Les membres du Conseil de Gouldsboro étaient sortis de chez eux pour s'opposer également à ce débarquement.

« Nous ne lui accorderons pas, cette fois, l'entrée du port, avaient-ils décidé, ce scandale annuel a assez duré. »

Ils crièrent qu'ils soupçonnaient Colin de vouloir faire ouvrir un lupanar dans leurs murs. Cela ne suffisait pas qu'on leur imposât des « sorcières ».

Colin avait paré au plus pressé, en sortant le chébec de la rade et en se portant au-devant du Dunkerquois pour le guider jusqu'à une autre crique de mouillage, aux environs, la crique Bleue.

– C'est alors que nous avons entendu vos salves de bienvenue. On ne vous imaginait pas sur le chemin du retour. Je gage que s'ils vous avaient su si proches, les bouillants pharisiens se seraient montrés plus accommodants.

– « Quand le chat n'est pas là, les souris dansent », fit Angélique. Et quand ils n'ont pas crainte de me voir leur faire rentrer leurs imprécations dans la gorge, les justes et les parfaits s'en donnent à cœur joie de se laisser aller à une sainte colère !... Quelle engeance ! Ils n'ignorent pas cependant qu'il m'est plus sensible de voir maltraiter mes amis que moi-même. Il n'y aura eu que ceux-ci pour ne pas nous désavouer, dit-elle en se tournant vers Siriki et sa petite famille. Et ce n'était pourtant pas eux qui encouraient le moins en se portant au-devant de nous.

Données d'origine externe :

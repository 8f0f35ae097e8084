use clap::Parser;

/// Arguments for the install command
#[derive(Parser, Debug)]
#[command(after_help = "EXAMPLES:\n  \
                   Install a bundle:\n    quiver install acme-tool:bundles/greeter\n\n\
                   Install a trigger script:\n    quiver install acme-tool:triggers/pre-commit.sh\n\n\
                   Browse first to find install paths:\n    quiver browse acme-tool")]
pub struct InstallArgs {
    /// Install spec: namespace:path[@version]
    pub spec: String,
}
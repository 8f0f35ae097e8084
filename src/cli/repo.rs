use clap::{Args, Subcommand};

/// Arguments for the repo command
#[derive(Args, Debug)]
pub struct RepoArgs {
    #[command(subcommand)]
    pub command: RepoSubcommand,
}

#[derive(Subcommand, Debug)]
pub enum RepoSubcommand {
    /// Register a repository and clone its mirror
    #[command(after_help = "EXAMPLES:\n  \
                      Register a GitHub repository:\n    quiver repo add gh:acme/tools\n\n\
                      Choose the namespace yourself:\n    quiver repo add https://git.example.com/acme/tools.git --namespace tools\n\n\
                      Register over SSH:\n    quiver repo add git@github.com:acme/tools.git")]
    Add {
        /// Repository URL (gh:owner/repo, https://, ssh://, git@host:owner/repo, file://)
        url: String,

        /// Namespace to register under (default: derived from owner and repository name)
        #[arg(long, short = 'n')]
        namespace: Option<String>,
    },

    /// List registered repositories
    List,

    /// Unregister a repository and delete its mirror (installed packages are kept)
    Remove {
        namespace: String,

        /// Skip confirmation prompt
        #[arg(long, short = 'y')]
        yes: bool,
    },

    /// Fast-forward mirrors from their remotes
    Update {
        /// Namespaces to update (default: all)
        namespaces: Vec<String>,
    },
}
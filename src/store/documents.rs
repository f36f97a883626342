//! On-disk document shapes for checkpoints, final results and match reports.

use crate::types::{Record, TargetIdentity};
use chrono::{DateTime, Utc};
use serde::{Deserialize, Serialize};
use std::collections::BTreeMap;
use uuid::Uuid;

/// How a harvest run ended.
#[derive(Debug, Clone, PartialEq, Eq, Serialize, Deserialize)]
#[serde(tag = "kind", rename_all = "snake_case")]
pub enum Completion {
    /// The source reported its last page. The only clean ending.
    EndOfData,
    /// Stopped at the caller's page bound; more data may exist.
    MaxPagesReached,
    /// A page kept failing past its retry budget.
    RetryBudgetExhausted {
        page: u32,
        attempts: u32,
        last_error: String,
    },
    Cancelled,
}

impl Completion {
    pub fn is_complete(&self) -> bool {
        matches!(self, Completion::EndOfData)
    }
}

#[derive(Debug, Clone, Default, PartialEq, Serialize, Deserialize)]
#[serde(rename_all = "camelCase")]
pub struct RunStats {
    pub pages: u32,
    pub requests: u32,
    pub errors: u32,
    pub circuit_trips: u32,
    pub persistence_failures: u32,
    pub started_at: Option<DateTime<Utc>>,
    pub finished_at: Option<DateTime<Utc>>,
    pub duration_ms: u64,
}

impl RunStats {
    /// Share of requests that did not error, in percent.
    pub fn success_rate(&self) -> Option<f64> {
        if self.requests == 0 {
            return None;
        }
        let ok = self.requests.saturating_sub(self.errors) as f64;
        Some(ok / self.requests as f64 * 100.0)
    }
}

/// Checkpoint and final-result file contents.
#[derive(Debug, Clone, PartialEq, Serialize, Deserialize)]
#[serde(rename_all = "camelCase")]
pub struct HarvestDocument {
    pub run_id: Uuid,
    pub source_id: String,
    pub scraped_at: DateTime<Utc>,
    pub page_size: u32,
    /// Last page whose records are included.
    pub current_page: u32,
    pub total_records: usize,
    /// `None` for in-progress checkpoints.
    #[serde(default, skip_serializing_if = "Option::is_none")]
    pub completion: Option<Completion>,
    pub stats: RunStats,
    pub records: Vec<Record>,
}

impl HarvestDocument {
    pub fn is_complete(&self) -> bool {
        self.completion
            .as_ref()
            .map(Completion::is_complete)
            .unwrap_or(false)
    }
}

#[derive(Debug, Clone, PartialEq, Serialize, Deserialize)]
#[serde(rename_all = "camelCase")]
pub struct MatchedEntry {
    pub target: TargetIdentity,
    pub match_type: String,
    pub confidence: f64,
    pub variation: String,
    pub record: Record,
}

/// Persisted outcome of resolving targets against a harvest.
#[derive(Debug, Clone, PartialEq, Serialize, Deserialize)]
#[serde(rename_all = "camelCase")]
pub struct MatchReportDocument {
    pub source_id: String,
    pub matched_at: DateTime<Utc>,
    pub total_targets: usize,
    pub found: Vec<MatchedEntry>,
    pub not_found: Vec<TargetIdentity>,
    pub match_types: BTreeMap<String, usize>,
}

#[cfg(test)]
mod tests {
    use super::*;

    #[test]
    fn test_completion_tagging() {
        let c = Completion::RetryBudgetExhausted {
            page: 4,
            attempts: 3,
            last_error: "timeout".into(),
        };
        let v = serde_json::to_value(&c).unwrap();
        assert_eq!(v["kind"], "retry_budget_exhausted");
        assert_eq!(v["page"], 4);
        assert!(!c.is_complete());
        assert!(Completion::EndOfData.is_complete());
    }

    #[test]
    fn test_document_field_names() {
        let doc = HarvestDocument {
            run_id: Uuid::nil(),
            source_id: "weekly-contest-460".into(),
            scraped_at: Utc::now(),
            page_size: 25,
            current_page: 1,
            total_records: 1,
            completion: None,
            stats: RunStats::default(),
            records: vec![Record::new().with("username", "a")],
        };
        let v = serde_json::to_value(&doc).unwrap();
        for key in ["sourceId", "scrapedAt", "totalRecords", "stats", "records", "runId"] {
            assert!(v.get(key).is_some(), "missing {}", key);
        }
        assert!(v.get("completion").is_none());
        assert!(!doc.is_complete());
    }

    #[test]
    fn test_success_rate() {
        let stats = RunStats {
            requests: 8,
            errors: 2,
            ..Default::default()
        };
        assert_eq!(stats.success_rate(), Some(75.0));
        assert_eq!(RunStats::default().success_rate(), None);
    }
}
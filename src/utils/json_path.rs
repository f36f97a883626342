//! Dot-notation path lookup into JSON documents
//!
//! Supports:
//! - Nested path access (e.g., "data.contestRanking.submissions")
//! - Array indexing (e.g., "pages[0].rows" or "pages.0.rows")
//! - A leading "$." JSONPath-style prefix, which is ignored

use serde_json::Value;

/// Path mapper for extracting values from JSON using dot-notation paths
pub struct PathMapper;

impl PathMapper {
    /// Get value from JSON using dot-notation path (supports array indexing)
    ///
    /// An empty path (or bare "$") addresses the document root.
    pub fn get_path<'a>(obj: &'a Value, path: &str) -> Option<&'a Value> {
        let normalized = path.trim().trim_start_matches('$').trim_start_matches('.');
        if normalized.is_empty() {
            return Some(obj);
        }

        let mut current = obj;
        for part in normalized.split('.') {
            if part.is_empty() {
                return None;
            }

            // "rows[2]" style segment
            if let Some(bracket_pos) = part.find('[') {
                let key = &part[..bracket_pos];
                let idx_str = part[bracket_pos + 1..].trim_end_matches(']');

                if !key.is_empty() {
                    current = current.as_object()?.get(key)?;
                }
                let idx = idx_str.parse::<usize>().ok()?;
                current = current.as_array()?.get(idx)?;
            } else {
                current = match current {
                    Value::Object(map) => map.get(part)?,
                    Value::Array(arr) => arr.get(part.parse::<usize>().ok()?)?,
                    _ => return None,
                };
            }
        }

        Some(current)
    }

    /// Array at `path`, if the path resolves to one.
    pub fn get_array<'a>(obj: &'a Value, path: &str) -> Option<&'a Vec<Value>> {
        Self::get_path(obj, path).and_then(|v| v.as_array())
    }

    /// Get string value from path (converts non-strings to their JSON text)
    pub fn get_string(obj: &Value, path: &str) -> Option<String> {
        Self::get_path(obj, path).and_then(|v| {
            if let Some(s) = v.as_str() {
                Some(s.to_string())
            } else {
                serde_json::to_string(v).ok()
            }
        })
    }
}
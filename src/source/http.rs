use super::extract::{ExtractorChain, ResponseBody};
use super::{PageFetch, SourceAdapter};
use crate::transport::{ChallengeClient, ChallengeResponse, RequestOptions};
use crate::{Error, ErrorContext, Result};
use async_trait::async_trait;
use once_cell::sync::Lazy;
use regex::Regex;
use std::sync::Arc;
use std::time::Duration;
use tracing::{debug, warn};

/// Markers of an interstitial bot-challenge page served with a 2xx status.
static CHALLENGE_MARKERS: Lazy<Regex> = Lazy::new(|| {
    Regex::new(r"(?i)(cf-chl-|challenge-platform|<title>\s*just a moment|attention required)")
        .expect("static regex is valid")
});

/// Paginated HTTP source: one GET per page, records pulled out by an [`ExtractorChain`].
///
/// URL templates accept `{source}` and `{page}` placeholders.
pub struct HttpPageSource {
    client: Arc<ChallengeClient>,
    url_template: String,
    referer_template: Option<String>,
    extractors: ExtractorChain,
    timeout: Option<Duration>,
}

impl HttpPageSource {
    pub fn new(client: Arc<ChallengeClient>, url_template: impl Into<String>) -> Result<Self> {
        let url_template = url_template.into();
        if !url_template.contains("{page}") {
            return Err(Error::configuration_with_context(
                "URL template must contain a {page} placeholder",
                ErrorContext::new()
                    .with_field_path("source.url_template")
                    .with_details(url_template.clone())
                    .with_source("http_page_source"),
            ));
        }
        Ok(Self {
            client,
            url_template,
            referer_template: None,
            extractors: ExtractorChain::default_chain(),
            timeout: None,
        })
    }

    pub fn with_referer_template(mut self, template: impl Into<String>) -> Self {
        self.referer_template = Some(template.into());
        self
    }

    pub fn with_extractors(mut self, extractors: ExtractorChain) -> Self {
        self.extractors = extractors;
        self
    }

    pub fn with_timeout(mut self, timeout: Duration) -> Self {
        self.timeout = Some(timeout);
        self
    }

    /// Expand a template and check the result is an absolute URL.
    pub fn page_url(&self, source_id: &str, page: u32) -> Result<String> {
        let raw = render(&self.url_template, source_id, page);
        url::Url::parse(&raw).map(String::from).map_err(|e| {
            Error::configuration_with_context(
                format!("invalid page URL: {}", e),
                ErrorContext::new()
                    .with_field_path("source.url_template")
                    .with_details(raw.clone())
                    .with_source("http_page_source"),
            )
        })
    }

    fn classify(&self, url: &str, resp: ChallengeResponse) -> Result<PageFetch> {
        if resp.is_blocked() {
            return Err(Error::ChallengeBlocked {
                status: resp.status,
                url: url.to_string(),
            });
        }
        if resp.is_throttled() {
            return Err(Error::RateLimited {
                url: url.to_string(),
                retry_after_ms: resp.retry_after_ms(),
            });
        }
        if !resp.is_success() {
            return Err(Error::Remote {
                status: resp.status,
                message: format!("unexpected status for {}", url),
                retryable: resp.status == 408,
            });
        }

        let body = ResponseBody::new(&resp.body);
        if body.json.is_none() && CHALLENGE_MARKERS.is_match(&resp.body) {
            return Err(Error::ChallengeBlocked {
                status: resp.status,
                url: url.to_string(),
            });
        }

        match self.extractors.extract(&body) {
            Some((strategy, records)) => {
                debug!(strategy, records = records.len(), url, "page extracted");
                Ok(PageFetch::new(records).with_response_time(resp.elapsed))
            }
            None => {
                warn!(url, "no extraction strategy matched, treating as end of data");
                Ok(PageFetch::new(Vec::new())
                    .last_page()
                    .with_response_time(resp.elapsed))
            }
        }
    }
}

fn render(template: &str, source_id: &str, page: u32) -> String {
    template
        .replace("{source}", source_id)
        .replace("{page}", &page.to_string())
}

#[async_trait]
impl SourceAdapter for HttpPageSource {
    async fn fetch_page(&self, source_id: &str, page: u32) -> Result<PageFetch> {
        let url = self.page_url(source_id, page)?;
        let mut options = RequestOptions::new();
        if let Some(t) = &self.referer_template {
            options = options.with_referer(render(t, source_id, page));
        }
        if let Some(timeout) = self.timeout {
            options = options.with_timeout(timeout);
        }
        let resp = self.client.fetch(&url, &options).await?;
        self.classify(&url, resp)
    }

    fn name(&self) -> &str {
        "http"
    }
}
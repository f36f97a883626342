use crate::store::{Completion, HarvestDocument, RunStats};
use crate::types::Record;
use crate::{Error, Result};
use chrono::Utc;
use uuid::Uuid;

/// Accumulated state of one harvest run.
#[derive(Debug, Clone, PartialEq)]
pub struct FetchSession {
    pub run_id: Uuid,
    pub source_id: String,
    /// Next page to request; once the run ends, one past the last page taken.
    pub current_page: u32,
    pub page_size: u32,
    pub records: Vec<Record>,
    pub has_more: bool,
    pub stats: RunStats,
    /// `None` while the run is in progress.
    pub completion: Option<Completion>,
}

impl FetchSession {
    pub fn new(source_id: impl Into<String>, page_size: u32) -> Self {
        Self {
            run_id: Uuid::new_v4(),
            source_id: source_id.into(),
            current_page: 1,
            page_size,
            records: Vec::new(),
            has_more: true,
            stats: RunStats::default(),
            completion: None,
        }
    }

    /// Rebuild a session from a stored document.
    ///
    /// An incomplete document keeps only its full pages, so the trailing
    /// partial page is fetched again. Counters and the original start time
    /// carry over; a resumed run keeps adding to them.
    pub fn from_document(doc: HarvestDocument) -> Self {
        let page_size = doc.page_size.max(1);
        let done = doc.is_complete();
        let mut records = doc.records;
        let mut stats = doc.stats;
        let current_page = if done {
            doc.current_page + 1
        } else {
            let full_pages = (records.len() / page_size as usize) as u32;
            records.truncate(full_pages as usize * page_size as usize);
            stats.pages = stats.pages.min(full_pages);
            stats.finished_at = None;
            full_pages + 1
        };
        Self {
            run_id: doc.run_id,
            source_id: doc.source_id,
            current_page,
            page_size,
            records,
            has_more: !done,
            stats,
            completion: doc.completion.filter(Completion::is_complete),
        }
    }

    /// True only when the source itself signalled the end of its data.
    pub fn is_complete(&self) -> bool {
        self.completion
            .as_ref()
            .map(Completion::is_complete)
            .unwrap_or(false)
    }

    /// Surface a budget-exhausted ending as an error, for callers that treat
    /// it as fatal. Every other ending is `Ok`.
    pub fn check_budget(&self) -> Result<()> {
        match &self.completion {
            Some(Completion::RetryBudgetExhausted { page, attempts, .. }) => {
                Err(Error::RetryBudgetExhausted {
                    page: *page,
                    attempts: *attempts,
                })
            }
            _ => Ok(()),
        }
    }

    /// Last page whose records are held.
    pub fn last_page(&self) -> u32 {
        self.current_page.saturating_sub(1)
    }

    pub(crate) fn finish(&mut self, completion: Completion) {
        if matches!(completion, Completion::EndOfData) {
            self.has_more = false;
        }
        let now = Utc::now();
        self.stats.finished_at = Some(now);
        if let Some(started) = self.stats.started_at {
            self.stats.duration_ms = (now - started).num_milliseconds().max(0) as u64;
        }
        self.completion = Some(completion);
    }

    pub fn to_document(&self) -> HarvestDocument {
        HarvestDocument {
            run_id: self.run_id,
            source_id: self.source_id.clone(),
            scraped_at: Utc::now(),
            page_size: self.page_size,
            current_page: self.last_page(),
            total_records: self.records.len(),
            completion: self.completion.clone(),
            stats: self.stats.clone(),
            records: self.records.clone(),
        }
    }
}
//! Browser identity pool and synthetic session cookies.

use rand::distributions::Alphanumeric;
use rand::Rng;
use std::sync::atomic::{AtomicUsize, Ordering};

/// One plausible browser identity.
#[derive(Debug, Clone, PartialEq, Eq)]
pub struct Fingerprint {
    pub user_agent: String,
    pub accept_language: String,
}

impl Fingerprint {
    pub fn new(user_agent: impl Into<String>, accept_language: impl Into<String>) -> Self {
        Self {
            user_agent: user_agent.into(),
            accept_language: accept_language.into(),
        }
    }
}

const DEFAULT_USER_AGENTS: &[&str] = &[
    "Mozilla/5.0 (Windows NT 10.0; Win64; x64; rv:120.0) Gecko/20100101 Firefox/120.0",
    "Mozilla/5.0 (Windows NT 10.0; Win64; x64; rv:119.0) Gecko/20100101 Firefox/119.0",
    "Mozilla/5.0 (Macintosh; Intel Mac OS X 10.15; rv:120.0) Gecko/20100101 Firefox/120.0",
    "Mozilla/5.0 (X11; Linux x86_64; rv:120.0) Gecko/20100101 Firefox/120.0",
];

/// Fixed round-robin rotation of fingerprints.
pub struct FingerprintPool {
    entries: Vec<Fingerprint>,
    cursor: AtomicUsize,
}

impl FingerprintPool {
    /// Build a pool; an empty list falls back to the built-in identities.
    pub fn new(entries: Vec<Fingerprint>) -> Self {
        let entries = if entries.is_empty() {
            Self::default_entries()
        } else {
            entries
        };
        Self {
            entries,
            cursor: AtomicUsize::new(0),
        }
    }

    fn default_entries() -> Vec<Fingerprint> {
        DEFAULT_USER_AGENTS
            .iter()
            .map(|ua| Fingerprint::new(*ua, "en-US,en;q=0.9"))
            .collect()
    }

    pub fn len(&self) -> usize {
        self.entries.len()
    }

    pub fn is_empty(&self) -> bool {
        self.entries.is_empty()
    }

    /// Next identity in rotation.
    pub fn next(&self) -> &Fingerprint {
        let idx = self.cursor.fetch_add(1, Ordering::Relaxed) % self.entries.len();
        &self.entries[idx]
    }
}

impl Default for FingerprintPool {
    fn default() -> Self {
        Self::new(Vec::new())
    }
}

/// Cookie jar contents that look like a fresh browser session.
#[derive(Debug, Clone)]
pub struct SessionCookies {
    pub session_id: String,
    pub csrf_token: String,
    pub ga: String,
    pub gid: String,
}

impl SessionCookies {
    pub fn generate() -> Self {
        let mut rng = rand::thread_rng();
        let now = chrono::Utc::now().timestamp();
        Self {
            session_id: random_token(&mut rng, 32),
            csrf_token: random_token(&mut rng, 40),
            ga: format!("GA1.2.{}.{}", rng.gen_range(0..1_000_000_000u64), now),
            gid: format!("GA1.2.{}.{}", rng.gen_range(0..1_000_000_000u64), now),
        }
    }

    /// `Cookie` header value.
    pub fn header_value(&self) -> String {
        format!(
            "sessionid={}; csrftoken={}; _ga={}; _gid={}",
            self.session_id, self.csrf_token, self.ga, self.gid
        )
    }
}

fn random_token<R: Rng>(rng: &mut R, len: usize) -> String {
    rng.sample_iter(&Alphanumeric)
        .take(len)
        .map(|b| (b as char).to_ascii_lowercase())
        .collect()
}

Siriki reconnut que cela ne leur avait pas été facile de « s'échapper ».

– Quand ils avaient entendu le canon de L'arc-en-ciel tonner, Sarah Manigault m'avait interdit de me présenter au-devant de vous. Il y avait un mot d'ordre pour une manifestation par absence que tout le monde devait respecter. Mais nous avons réussi, mon épouse et moi, à sortir par les communs.

– Décidément, ils sont incorrigibles ! Il n'y a aucune logique en eux, seulement des passions partisanes. Quelle folie s'est donc emparée d'eux ?

– Le vent du diable a soufflé ! répéta Siriki avec une énigmatique componction.

Colin Paturel convint qu'une chaleur pesante n'avait cessé de régner durant ce mois d'août, et le vent qui brassait la lourde humidité mettait les nerfs à vif, n'apportait que fatigue et aucun soulagement. On en était seulement étourdi, égaré. Le ciel sans nuages trompait sur la clémence du temps. Sitôt franchie la barre d'écueils qui défendait la rade, on trouvait une mer crêtée de blanc qui rendait la navigation difficile et la pêche mauvaise.

Tout en parlant et s'expliquant, leur groupe avait traversé la longueur de la plage et était parvenu aux abords de l'Auberge-sous-le-fort.

– Entrons ! proposa Colin. Un verre de bon accueil s'impose qui nous rassérénera.

Mais Angélique refusa.

– Je suis trop en colère et je ne veux pas risquer de me trouver devant les dames de Gouldsboro réunies à me faire leurs mines pincées... Ce ne serait pas la première fois et elles ont bien de la constance de s'imaginer qu'un jour je me rendrai à leurs raisons vertueuses et cesserai de réclamer justice et charité comme bon me semble et pour qui me convient.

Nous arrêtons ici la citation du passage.